As described in claim 1, the vapor deposition base material is arranged in a vapor deposition tank, the vapor deposition base material is irradiated with a nitrogen ion beam, and titanium is vaporized from an electron beam evaporation source. In an ion beam assisted vapor deposition method for forming a titanium nitride film on a substrate to be vapor-deposited, a titanium wire is continuously supplied to a crucible and melted and evaporated to serve as an electron beam evaporation source, and the electron beam evaporation source is near the crucible. Using an ion beam assisted vapor deposition device, which is provided with a titanium wire supply device in which a guide pipe for supplying the titanium wire is arranged in a direction intersecting with the liquid surface of the crucible and is bent 5 to 8 degrees in the opposite direction. , The titanium evaporation rate (R) and the nitrogen ion beam current density (p) in the vicinity of the vapor-deposited substrate are R = 2 to 5Å / S and p = 30 to 200, respectively.
μA / cm ² and the relationship between R and p is roughly p = 4
By using the ion beam assisted vapor deposition method characterized by being 0R-50, titanium can be continuously supplied at a constant speed for a long time, and the liquid surface of molten titanium during vapor deposition can be kept constant. The effect is that it is possible to efficiently and stably produce a gold-colored TiN film having a constant film quality and composition and the like.

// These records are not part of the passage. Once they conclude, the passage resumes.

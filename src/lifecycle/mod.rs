mod job;
mod receipt;
mod status;

pub use job::{Job, JobIntake, TransitionKind};
pub use receipt::Receipt;
pub use status::{JobStatus, Lifecycle, PaymentMethod, Transition};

[Brief description of drawings]

1 is a schematic view of an apparatus for explaining an embodiment of an ion beam assisted vapor deposition apparatus of the present invention, FIG. 2 is a schematic view of an apparatus for explaining an embodiment of an electron beam evaporation source of the present invention, and FIG. Is a correlation diagram showing the experimental results of the electron beam evaporation source of the present invention, FIG. 4 is a structural diagram showing an embodiment of the ion beam detection device of the present invention, and FIG. 5 is for explaining the operation of the vapor deposition device of the present invention. FIG. 6 is a schematic diagram of a conventional vapor deposition apparatus. 11 …… deposition tank, 12 …… deposited substrate, 13 …… crystal oscillator,
14 …… late controller, 15 …… electron beam evaporation source,
16 …… ion gun, 18 …… evaporated metal (titanium), 25 …… electron gun, 53 …… Faraday cup

Claims (1)

(57) [Claims] 1. A titanium nitride film is deposited on a substrate to be vapor-deposited by placing a substrate to be vapor-deposited in a vapor deposition tank, irradiating the substrate to be vapor-deposited with a nitrogen ion beam, and evaporating titanium from an electron beam evaporation source. In the ion beam assisted vapor deposition method for forming the, the titanium wire is continuously supplied to the crucible to be an electron beam evaporation source by melting and evaporating, the electron beam evaporation source is in the vicinity of the crucible, for supplying the titanium wire. In the vicinity of the substrate to be vapor-deposited by using an ion beam assisted vapor deposition device provided with a titanium wire supply device in which the guide pipe is arranged in a direction intersecting with the liquid surface of the crucible and bent in the opposite direction by 5 to 8 degrees. The titanium evaporation rate (R) and nitrogen ion beam current density (p) at R =
2-5Å / S, p = 30-200 μA / cm ² , and the relationship between R and p is approximately p = 40R-50.